=== RECORDS ===

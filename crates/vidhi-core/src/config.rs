//! Application configuration.

use std::path::Path;

use serde::{Deserialize, Serialize};

use crate::error::Result;

/// Tunables for the assistant core, loaded from `config.toml`.
///
/// Model identifiers are optional overrides; when absent the router's
/// built-in table applies.
#[derive(Debug, Clone, Default, Serialize, Deserialize)]
pub struct VidhiConfig {
    #[serde(default)]
    pub models: ModelSettings,
    #[serde(default)]
    pub geolocation: GeolocationSettings,
}

/// Optional per-task model overrides.
#[derive(Debug, Clone, Default, Serialize, Deserialize)]
pub struct ModelSettings {
    /// High-reasoning model for the advice flow.
    #[serde(skip_serializing_if = "Option::is_none")]
    pub advisor: Option<String>,
    /// Fast multimodal model for summarization and grounding.
    #[serde(skip_serializing_if = "Option::is_none")]
    pub fast: Option<String>,
}

/// Geolocation lookup settings.
#[derive(Debug, Clone, Serialize, Deserialize)]
pub struct GeolocationSettings {
    /// Whether to request high-accuracy positioning.
    #[serde(default)]
    pub enable_high_accuracy: bool,
    /// How long to wait for a position before falling back to a
    /// text-only search.
    #[serde(default = "default_timeout_secs")]
    pub timeout_secs: u64,
    /// Maximum age of a cached position that is still acceptable.
    #[serde(default)]
    pub max_cached_age_secs: u64,
}

fn default_timeout_secs() -> u64 {
    15
}

impl Default for GeolocationSettings {
    fn default() -> Self {
        Self {
            enable_high_accuracy: false,
            timeout_secs: default_timeout_secs(),
            max_cached_age_secs: 0,
        }
    }
}

impl VidhiConfig {
    /// Loads configuration from a TOML file.
    pub fn load(path: impl AsRef<Path>) -> Result<Self> {
        let raw = std::fs::read_to_string(path.as_ref())?;
        Ok(toml::from_str(&raw)?)
    }
}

===

*WHAT YOU HAVE TO DO*
Pull out all lines from the entries above in which the word "Result" appears.

*TASK OUTPUT*
use crate::error::Result;
    pub fn load(path: impl AsRef<Path>) -> Result<Self> {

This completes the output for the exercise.